É muito interessante perceber isso nos pequenos, pois temos a impressão de que eles ainda não sabem direito o que querem da vida. Por outro lado, engana-se quem pensa assim. A capacidade de buscar o Sagrado já está contida em nós desde o nascimento.
Há na humanidade uma busca natural por Deus. É como sentir sede e fome. Há também uma necessidade fisiológica e espiritual pelo Sagrado. E é realmente muito triste ver algumas pessoas se afastando cada vez mais daquilo que nos leva ao eterno.
Por isso, sejamos mais honestos conosco mesmos e com a nossa busca de Deus. Não se pode negligenciar essa necessidade de se ter uma espiritualidade forte. Leia mais a Palavra, vá à missa, reze o terço, faça suas orações e seja bom com os outros.
Hoje, pela manhã, celebrei uma missa só para os homens da paróquia. Igreja cheia e se via claramente uma sinceridade nessa procura por Deus em cada um deles que ali estavam. No final da missa, encontrei o menino com o seu irmão. Fiquei feliz de ver os dois ali.
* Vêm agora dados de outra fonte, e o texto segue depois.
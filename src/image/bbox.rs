use std::fmt;

/// Axis-aligned integer rectangle in source pixel coordinates.
///
/// The box spans `[x, x + width) × [y, y + height)`. Coordinates are signed
/// and 64-bit so that pyramid arithmetic on coarse levels can produce boxes
/// far past the image without overflowing.
#[derive(Debug, Clone, Copy, PartialEq, Eq, Hash, Default)]
pub struct BoundingBox {
    /// Left edge (inclusive)
    pub x: i64,
    /// Top edge (inclusive)
    pub y: i64,
    /// Width in pixels
    pub width: i64,
    /// Height in pixels
    pub height: i64,
}

impl BoundingBox {
    #[inline]
    pub const fn new(x: i64, y: i64, width: i64, height: i64) -> Self {
        Self {
            x,
            y,
            width,
            height,
        }
    }

    /// Box covering a whole `cols × rows` image.
    #[inline]
    pub fn from_dimensions(cols: u32, rows: u32) -> Self {
        Self::new(0, 0, cols as i64, rows as i64)
    }

    /// Right edge (exclusive), saturating at `i64::MAX`.
    #[inline]
    pub fn right(&self) -> i64 {
        self.x.saturating_add(self.width)
    }

    /// Bottom edge (exclusive), saturating at `i64::MAX`.
    #[inline]
    pub fn bottom(&self) -> i64 {
        self.y.saturating_add(self.height)
    }

    #[inline]
    pub fn is_empty(&self) -> bool {
        self.width <= 0 || self.height <= 0
    }

    /// Number of pixels covered, zero for empty boxes.
    #[inline]
    pub fn area(&self) -> u64 {
        if self.is_empty() {
            0
        } else {
            self.width as u64 * self.height as u64
        }
    }

    /// True if the two boxes share at least one pixel.
    pub fn intersects(&self, other: &BoundingBox) -> bool {
        !self.is_empty()
            && !other.is_empty()
            && self.x < other.right()
            && other.x < self.right()
            && self.y < other.bottom()
            && other.y < self.bottom()
    }

    /// True if `other` lies entirely inside this box.
    pub fn contains(&self, other: &BoundingBox) -> bool {
        !other.is_empty()
            && other.x >= self.x
            && other.y >= self.y
            && other.right() <= self.right()
            && other.bottom() <= self.bottom()
    }

    /// The overlapping region, or `None` if the boxes are disjoint.
    pub fn intersection(&self, other: &BoundingBox) -> Option<BoundingBox> {
        if !self.intersects(other) {
            return None;
        }
        let x = self.x.max(other.x);
        let y = self.y.max(other.y);
        let right = self.right().min(other.right());
        let bottom = self.bottom().min(other.bottom());
        Some(BoundingBox::new(x, y, right - x, bottom - y))
    }

    /// Shrink this box in place to its intersection with `other`.
    ///
    /// A disjoint pair leaves this box empty.
    pub fn crop(&mut self, other: &BoundingBox) {
        *self = self
            .intersection(other)
            .unwrap_or_else(|| BoundingBox::new(self.x, self.y, 0, 0));
    }
}

impl fmt::Display for BoundingBox {
    fn fmt(&self, f: &mut fmt::Formatter<'_>) -> fmt::Result {
        write!(
            f,
            "({}, {}) {}x{}",
            self.x, self.y, self.width, self.height
        )
    }
}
Perguntei do terço, imediatamente ele levou a mão ao bolso e o retirou como se mostrasse um troféu.
É assim que vamos construindo pessoas fortes. Não pense você que basta apenas estudo, roupa e comida. O ser humano precisa de uma estrada aberta para encontrar o Sagrado que habita em si. É preciso estar pronto para ajudar alguém a descobrir a maravilha de se estar vivo. O mundo é bom. Para que seja melhor ainda basta desvendar os mistérios do amor de Deus em nós. E isso é possível.